TASK STATEMENT:
Work through the data line by line, gathering every line that has the word "already".

[Stored data]
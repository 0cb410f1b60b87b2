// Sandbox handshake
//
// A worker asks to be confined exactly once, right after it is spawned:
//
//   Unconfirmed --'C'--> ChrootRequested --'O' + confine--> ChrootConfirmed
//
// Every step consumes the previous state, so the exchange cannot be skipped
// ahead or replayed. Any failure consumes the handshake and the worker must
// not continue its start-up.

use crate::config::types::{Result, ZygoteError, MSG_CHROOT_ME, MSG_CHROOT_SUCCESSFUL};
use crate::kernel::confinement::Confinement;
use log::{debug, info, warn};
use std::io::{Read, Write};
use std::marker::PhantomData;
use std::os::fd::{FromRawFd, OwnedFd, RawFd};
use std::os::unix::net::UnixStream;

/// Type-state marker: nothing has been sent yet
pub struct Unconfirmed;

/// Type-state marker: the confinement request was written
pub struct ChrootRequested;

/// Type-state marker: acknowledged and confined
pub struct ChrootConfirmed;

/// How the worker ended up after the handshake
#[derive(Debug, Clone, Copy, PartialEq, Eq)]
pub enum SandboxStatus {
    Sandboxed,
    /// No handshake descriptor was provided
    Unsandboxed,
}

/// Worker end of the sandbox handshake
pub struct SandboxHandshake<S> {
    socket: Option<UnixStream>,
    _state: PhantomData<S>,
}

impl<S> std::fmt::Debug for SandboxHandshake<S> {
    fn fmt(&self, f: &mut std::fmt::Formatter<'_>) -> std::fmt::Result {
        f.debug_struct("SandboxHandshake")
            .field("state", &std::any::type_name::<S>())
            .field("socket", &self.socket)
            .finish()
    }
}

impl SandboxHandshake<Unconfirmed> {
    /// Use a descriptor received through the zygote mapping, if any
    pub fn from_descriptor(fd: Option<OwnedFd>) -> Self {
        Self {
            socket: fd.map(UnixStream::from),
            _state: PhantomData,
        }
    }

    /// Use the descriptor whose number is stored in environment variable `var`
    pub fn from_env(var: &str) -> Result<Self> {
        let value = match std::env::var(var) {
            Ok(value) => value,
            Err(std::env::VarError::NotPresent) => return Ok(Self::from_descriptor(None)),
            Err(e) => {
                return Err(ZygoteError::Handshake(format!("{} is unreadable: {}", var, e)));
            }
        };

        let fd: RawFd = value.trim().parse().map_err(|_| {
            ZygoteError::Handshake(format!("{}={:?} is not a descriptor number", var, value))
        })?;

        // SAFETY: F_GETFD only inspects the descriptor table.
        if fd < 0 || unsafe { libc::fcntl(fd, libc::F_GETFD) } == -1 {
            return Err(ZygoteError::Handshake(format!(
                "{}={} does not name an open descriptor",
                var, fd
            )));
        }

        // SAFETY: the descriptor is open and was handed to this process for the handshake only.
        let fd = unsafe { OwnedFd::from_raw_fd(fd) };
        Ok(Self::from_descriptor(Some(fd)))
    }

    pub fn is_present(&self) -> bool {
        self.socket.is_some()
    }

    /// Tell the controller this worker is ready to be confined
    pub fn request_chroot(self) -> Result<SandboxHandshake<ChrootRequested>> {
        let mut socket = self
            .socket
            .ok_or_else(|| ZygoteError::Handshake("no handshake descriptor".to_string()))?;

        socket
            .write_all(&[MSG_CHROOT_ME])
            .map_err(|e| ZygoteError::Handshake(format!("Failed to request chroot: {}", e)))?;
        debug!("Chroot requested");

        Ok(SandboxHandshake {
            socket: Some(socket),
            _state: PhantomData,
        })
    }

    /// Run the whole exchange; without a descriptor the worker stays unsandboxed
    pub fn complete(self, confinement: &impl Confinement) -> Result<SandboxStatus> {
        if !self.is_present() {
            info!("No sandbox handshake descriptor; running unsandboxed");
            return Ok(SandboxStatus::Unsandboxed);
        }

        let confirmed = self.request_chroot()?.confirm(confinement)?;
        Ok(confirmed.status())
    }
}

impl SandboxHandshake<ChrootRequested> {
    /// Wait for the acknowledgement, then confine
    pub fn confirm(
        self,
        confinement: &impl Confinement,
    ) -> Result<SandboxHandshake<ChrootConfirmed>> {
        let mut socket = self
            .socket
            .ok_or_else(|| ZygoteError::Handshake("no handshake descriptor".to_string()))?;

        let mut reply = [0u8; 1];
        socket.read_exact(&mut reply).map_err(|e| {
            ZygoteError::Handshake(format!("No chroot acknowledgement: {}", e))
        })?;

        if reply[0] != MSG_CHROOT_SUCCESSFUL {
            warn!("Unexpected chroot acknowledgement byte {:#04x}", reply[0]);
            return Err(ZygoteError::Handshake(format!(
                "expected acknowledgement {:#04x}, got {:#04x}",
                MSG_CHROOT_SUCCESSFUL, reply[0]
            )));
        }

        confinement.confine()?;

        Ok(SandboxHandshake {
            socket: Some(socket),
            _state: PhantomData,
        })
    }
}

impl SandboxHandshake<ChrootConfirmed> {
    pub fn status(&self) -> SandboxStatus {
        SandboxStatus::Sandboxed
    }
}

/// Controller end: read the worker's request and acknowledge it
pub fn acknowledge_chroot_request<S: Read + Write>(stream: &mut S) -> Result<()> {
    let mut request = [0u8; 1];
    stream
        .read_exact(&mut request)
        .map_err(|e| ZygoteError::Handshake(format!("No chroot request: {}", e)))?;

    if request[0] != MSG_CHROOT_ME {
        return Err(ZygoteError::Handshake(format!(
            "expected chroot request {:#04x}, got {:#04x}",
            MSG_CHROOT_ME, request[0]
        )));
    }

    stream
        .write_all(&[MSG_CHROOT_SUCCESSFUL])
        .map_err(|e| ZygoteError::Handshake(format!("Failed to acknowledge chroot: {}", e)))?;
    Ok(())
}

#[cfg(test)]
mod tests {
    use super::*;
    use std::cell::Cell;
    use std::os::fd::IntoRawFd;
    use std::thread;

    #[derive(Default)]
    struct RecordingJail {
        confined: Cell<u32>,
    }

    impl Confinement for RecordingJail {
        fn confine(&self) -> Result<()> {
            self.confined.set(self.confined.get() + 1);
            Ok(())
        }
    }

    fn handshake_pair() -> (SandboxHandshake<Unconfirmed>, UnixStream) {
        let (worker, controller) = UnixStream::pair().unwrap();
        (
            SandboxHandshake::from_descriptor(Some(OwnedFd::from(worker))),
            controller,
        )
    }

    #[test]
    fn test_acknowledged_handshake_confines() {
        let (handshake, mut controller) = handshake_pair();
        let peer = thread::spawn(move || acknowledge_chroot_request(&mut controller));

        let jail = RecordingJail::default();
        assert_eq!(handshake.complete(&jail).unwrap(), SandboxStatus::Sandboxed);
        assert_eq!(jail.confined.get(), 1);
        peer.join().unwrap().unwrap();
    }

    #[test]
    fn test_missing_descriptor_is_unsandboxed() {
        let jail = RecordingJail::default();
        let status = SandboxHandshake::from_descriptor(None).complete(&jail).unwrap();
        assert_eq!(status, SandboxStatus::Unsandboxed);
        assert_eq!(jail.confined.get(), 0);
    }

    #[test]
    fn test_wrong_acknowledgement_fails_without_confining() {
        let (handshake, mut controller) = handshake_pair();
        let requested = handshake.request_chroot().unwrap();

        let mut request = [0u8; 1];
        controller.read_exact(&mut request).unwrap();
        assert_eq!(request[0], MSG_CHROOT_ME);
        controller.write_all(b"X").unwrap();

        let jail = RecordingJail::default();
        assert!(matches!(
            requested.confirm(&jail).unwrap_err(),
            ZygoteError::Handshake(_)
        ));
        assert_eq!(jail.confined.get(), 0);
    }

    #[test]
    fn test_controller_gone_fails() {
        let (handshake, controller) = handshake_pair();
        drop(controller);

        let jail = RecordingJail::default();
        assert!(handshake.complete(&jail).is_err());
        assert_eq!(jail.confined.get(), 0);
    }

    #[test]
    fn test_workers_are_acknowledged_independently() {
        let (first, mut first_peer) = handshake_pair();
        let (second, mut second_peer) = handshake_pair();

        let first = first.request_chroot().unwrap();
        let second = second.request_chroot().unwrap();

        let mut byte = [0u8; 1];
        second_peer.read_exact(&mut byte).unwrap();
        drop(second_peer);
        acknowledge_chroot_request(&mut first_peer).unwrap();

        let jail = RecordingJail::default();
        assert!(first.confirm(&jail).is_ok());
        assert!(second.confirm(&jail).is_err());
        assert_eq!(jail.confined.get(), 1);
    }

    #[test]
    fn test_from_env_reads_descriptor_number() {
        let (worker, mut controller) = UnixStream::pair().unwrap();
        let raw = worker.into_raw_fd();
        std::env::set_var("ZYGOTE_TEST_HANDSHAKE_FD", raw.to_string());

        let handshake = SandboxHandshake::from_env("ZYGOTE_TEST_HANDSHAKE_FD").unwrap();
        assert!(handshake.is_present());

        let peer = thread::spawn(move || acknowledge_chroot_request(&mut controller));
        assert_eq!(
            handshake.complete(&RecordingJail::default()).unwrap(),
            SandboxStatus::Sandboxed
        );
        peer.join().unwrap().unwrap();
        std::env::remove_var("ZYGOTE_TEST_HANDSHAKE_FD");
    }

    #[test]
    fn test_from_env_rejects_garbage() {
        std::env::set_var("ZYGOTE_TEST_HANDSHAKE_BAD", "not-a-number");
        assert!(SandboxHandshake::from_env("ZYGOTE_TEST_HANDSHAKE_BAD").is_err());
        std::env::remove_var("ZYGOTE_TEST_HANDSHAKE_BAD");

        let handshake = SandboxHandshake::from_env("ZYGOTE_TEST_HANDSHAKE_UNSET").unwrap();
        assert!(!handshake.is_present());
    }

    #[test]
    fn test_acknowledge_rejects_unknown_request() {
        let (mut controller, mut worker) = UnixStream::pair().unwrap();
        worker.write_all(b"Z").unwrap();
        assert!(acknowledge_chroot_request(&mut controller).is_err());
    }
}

==

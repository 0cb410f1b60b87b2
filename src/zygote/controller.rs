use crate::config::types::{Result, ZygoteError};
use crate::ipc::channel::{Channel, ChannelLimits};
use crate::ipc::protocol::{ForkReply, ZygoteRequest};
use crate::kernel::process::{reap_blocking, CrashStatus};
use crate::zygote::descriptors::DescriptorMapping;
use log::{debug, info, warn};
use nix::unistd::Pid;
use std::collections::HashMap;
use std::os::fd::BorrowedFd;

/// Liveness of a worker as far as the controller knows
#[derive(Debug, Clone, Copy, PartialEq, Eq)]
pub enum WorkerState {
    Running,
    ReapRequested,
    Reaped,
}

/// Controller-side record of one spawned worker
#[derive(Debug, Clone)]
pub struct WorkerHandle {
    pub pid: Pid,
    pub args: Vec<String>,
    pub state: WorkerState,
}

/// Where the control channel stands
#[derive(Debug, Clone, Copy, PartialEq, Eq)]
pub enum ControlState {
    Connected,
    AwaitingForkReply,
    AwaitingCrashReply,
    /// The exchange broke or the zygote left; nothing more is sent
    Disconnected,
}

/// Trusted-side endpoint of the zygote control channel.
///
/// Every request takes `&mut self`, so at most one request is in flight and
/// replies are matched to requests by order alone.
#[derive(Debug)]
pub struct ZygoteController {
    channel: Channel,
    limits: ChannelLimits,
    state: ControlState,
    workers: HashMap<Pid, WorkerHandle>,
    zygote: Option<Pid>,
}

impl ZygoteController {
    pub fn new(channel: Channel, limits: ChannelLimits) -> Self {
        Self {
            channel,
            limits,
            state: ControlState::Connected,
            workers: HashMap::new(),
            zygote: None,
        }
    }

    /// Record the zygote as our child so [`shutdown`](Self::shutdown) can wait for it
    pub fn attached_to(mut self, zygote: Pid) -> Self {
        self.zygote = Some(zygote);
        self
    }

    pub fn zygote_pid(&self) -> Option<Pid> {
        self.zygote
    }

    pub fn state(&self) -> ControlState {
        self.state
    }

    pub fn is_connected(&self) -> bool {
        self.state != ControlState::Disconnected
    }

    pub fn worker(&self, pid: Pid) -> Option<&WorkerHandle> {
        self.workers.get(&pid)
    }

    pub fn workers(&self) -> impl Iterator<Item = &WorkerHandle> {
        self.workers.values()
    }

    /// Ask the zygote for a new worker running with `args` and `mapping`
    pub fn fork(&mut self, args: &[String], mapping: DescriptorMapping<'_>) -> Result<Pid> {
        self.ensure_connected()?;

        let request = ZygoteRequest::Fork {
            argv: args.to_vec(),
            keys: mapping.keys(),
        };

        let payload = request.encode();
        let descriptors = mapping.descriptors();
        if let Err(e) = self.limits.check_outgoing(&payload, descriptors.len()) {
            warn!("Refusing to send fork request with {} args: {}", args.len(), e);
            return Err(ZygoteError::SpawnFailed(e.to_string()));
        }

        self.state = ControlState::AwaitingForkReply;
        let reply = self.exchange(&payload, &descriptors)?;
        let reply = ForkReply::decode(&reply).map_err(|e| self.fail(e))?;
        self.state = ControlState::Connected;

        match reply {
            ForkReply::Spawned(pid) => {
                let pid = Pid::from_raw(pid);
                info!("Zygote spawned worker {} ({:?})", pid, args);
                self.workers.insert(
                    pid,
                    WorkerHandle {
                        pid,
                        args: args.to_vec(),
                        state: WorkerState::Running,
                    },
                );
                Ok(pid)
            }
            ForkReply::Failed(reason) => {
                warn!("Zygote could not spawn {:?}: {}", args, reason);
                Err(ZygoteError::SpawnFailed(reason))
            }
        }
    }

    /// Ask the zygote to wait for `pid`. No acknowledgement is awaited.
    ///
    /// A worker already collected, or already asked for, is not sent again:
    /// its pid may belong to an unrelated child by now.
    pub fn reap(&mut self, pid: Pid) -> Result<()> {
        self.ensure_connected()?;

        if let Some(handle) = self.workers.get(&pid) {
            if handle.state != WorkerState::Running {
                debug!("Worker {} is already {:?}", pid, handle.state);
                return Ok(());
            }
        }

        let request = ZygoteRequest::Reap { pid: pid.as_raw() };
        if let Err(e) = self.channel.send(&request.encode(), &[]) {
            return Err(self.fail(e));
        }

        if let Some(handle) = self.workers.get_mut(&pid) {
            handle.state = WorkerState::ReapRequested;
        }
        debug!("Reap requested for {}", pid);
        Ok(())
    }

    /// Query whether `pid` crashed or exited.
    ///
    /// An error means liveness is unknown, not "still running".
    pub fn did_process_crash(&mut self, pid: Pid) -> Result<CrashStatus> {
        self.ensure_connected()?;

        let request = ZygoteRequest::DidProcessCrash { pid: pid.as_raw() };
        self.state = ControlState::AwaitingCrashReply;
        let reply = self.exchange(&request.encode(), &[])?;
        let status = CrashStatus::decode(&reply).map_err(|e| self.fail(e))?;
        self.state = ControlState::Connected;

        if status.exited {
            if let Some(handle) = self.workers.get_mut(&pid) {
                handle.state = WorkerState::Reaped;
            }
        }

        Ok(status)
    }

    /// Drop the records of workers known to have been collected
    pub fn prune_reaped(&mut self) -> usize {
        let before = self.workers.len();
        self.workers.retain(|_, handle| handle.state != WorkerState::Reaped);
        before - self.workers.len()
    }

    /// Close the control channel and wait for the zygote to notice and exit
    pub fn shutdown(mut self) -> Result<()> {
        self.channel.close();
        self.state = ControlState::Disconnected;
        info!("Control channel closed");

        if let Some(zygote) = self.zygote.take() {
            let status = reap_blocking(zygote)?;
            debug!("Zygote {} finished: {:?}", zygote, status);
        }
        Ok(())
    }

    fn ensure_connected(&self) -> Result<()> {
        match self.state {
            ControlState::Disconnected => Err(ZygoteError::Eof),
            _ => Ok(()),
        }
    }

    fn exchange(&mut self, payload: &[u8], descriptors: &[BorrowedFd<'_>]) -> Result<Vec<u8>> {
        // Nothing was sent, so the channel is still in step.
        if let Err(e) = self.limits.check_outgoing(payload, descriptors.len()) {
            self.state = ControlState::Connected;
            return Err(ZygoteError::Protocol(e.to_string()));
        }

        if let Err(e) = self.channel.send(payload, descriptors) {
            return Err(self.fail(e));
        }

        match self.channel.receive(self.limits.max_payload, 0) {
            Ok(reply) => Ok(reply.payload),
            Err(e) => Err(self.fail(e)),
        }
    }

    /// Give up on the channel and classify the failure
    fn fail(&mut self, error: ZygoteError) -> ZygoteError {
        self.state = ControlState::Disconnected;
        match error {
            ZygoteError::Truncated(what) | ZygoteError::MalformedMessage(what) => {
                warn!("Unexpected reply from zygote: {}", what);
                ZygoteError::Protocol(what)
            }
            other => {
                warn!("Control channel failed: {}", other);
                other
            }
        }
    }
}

--

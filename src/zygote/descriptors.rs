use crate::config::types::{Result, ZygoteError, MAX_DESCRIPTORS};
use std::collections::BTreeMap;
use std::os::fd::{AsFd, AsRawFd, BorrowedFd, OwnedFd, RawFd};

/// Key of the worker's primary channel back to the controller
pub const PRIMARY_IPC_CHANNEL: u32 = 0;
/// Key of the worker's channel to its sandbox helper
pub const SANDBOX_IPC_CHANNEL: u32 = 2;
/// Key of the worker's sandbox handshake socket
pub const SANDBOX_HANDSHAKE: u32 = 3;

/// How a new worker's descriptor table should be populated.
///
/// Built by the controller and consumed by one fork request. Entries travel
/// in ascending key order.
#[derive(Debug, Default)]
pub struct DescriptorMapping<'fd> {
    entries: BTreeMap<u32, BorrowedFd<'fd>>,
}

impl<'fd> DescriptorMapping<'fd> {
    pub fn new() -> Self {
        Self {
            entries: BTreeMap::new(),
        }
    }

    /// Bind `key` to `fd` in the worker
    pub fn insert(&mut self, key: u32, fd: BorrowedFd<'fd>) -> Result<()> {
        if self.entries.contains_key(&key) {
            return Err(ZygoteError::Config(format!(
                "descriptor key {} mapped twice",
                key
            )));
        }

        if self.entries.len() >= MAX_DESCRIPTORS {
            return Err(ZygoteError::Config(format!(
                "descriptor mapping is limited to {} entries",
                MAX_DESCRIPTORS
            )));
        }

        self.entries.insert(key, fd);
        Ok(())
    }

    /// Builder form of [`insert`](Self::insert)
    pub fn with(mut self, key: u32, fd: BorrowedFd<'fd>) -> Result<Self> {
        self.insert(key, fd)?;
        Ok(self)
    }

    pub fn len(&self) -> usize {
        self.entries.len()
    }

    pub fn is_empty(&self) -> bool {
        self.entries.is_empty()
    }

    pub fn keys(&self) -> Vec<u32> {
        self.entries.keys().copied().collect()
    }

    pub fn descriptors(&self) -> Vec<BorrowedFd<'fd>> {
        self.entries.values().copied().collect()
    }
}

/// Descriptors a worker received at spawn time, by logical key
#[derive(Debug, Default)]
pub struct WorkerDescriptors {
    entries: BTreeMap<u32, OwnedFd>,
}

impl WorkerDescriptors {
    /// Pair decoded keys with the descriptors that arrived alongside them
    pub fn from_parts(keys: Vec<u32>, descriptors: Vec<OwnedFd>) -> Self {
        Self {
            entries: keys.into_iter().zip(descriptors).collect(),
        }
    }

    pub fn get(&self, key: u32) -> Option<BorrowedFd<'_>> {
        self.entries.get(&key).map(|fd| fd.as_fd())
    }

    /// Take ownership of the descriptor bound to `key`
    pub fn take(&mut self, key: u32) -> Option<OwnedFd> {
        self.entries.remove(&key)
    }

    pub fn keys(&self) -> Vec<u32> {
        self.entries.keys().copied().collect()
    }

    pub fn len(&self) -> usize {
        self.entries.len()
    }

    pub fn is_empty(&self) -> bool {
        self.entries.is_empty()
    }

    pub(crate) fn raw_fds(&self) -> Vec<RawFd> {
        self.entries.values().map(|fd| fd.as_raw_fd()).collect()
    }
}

SOLUTION BELOW:
    /// A worker already collected, or already asked for, is not sent again:
                debug!("Worker {} is already {:?}", pid, handle.state);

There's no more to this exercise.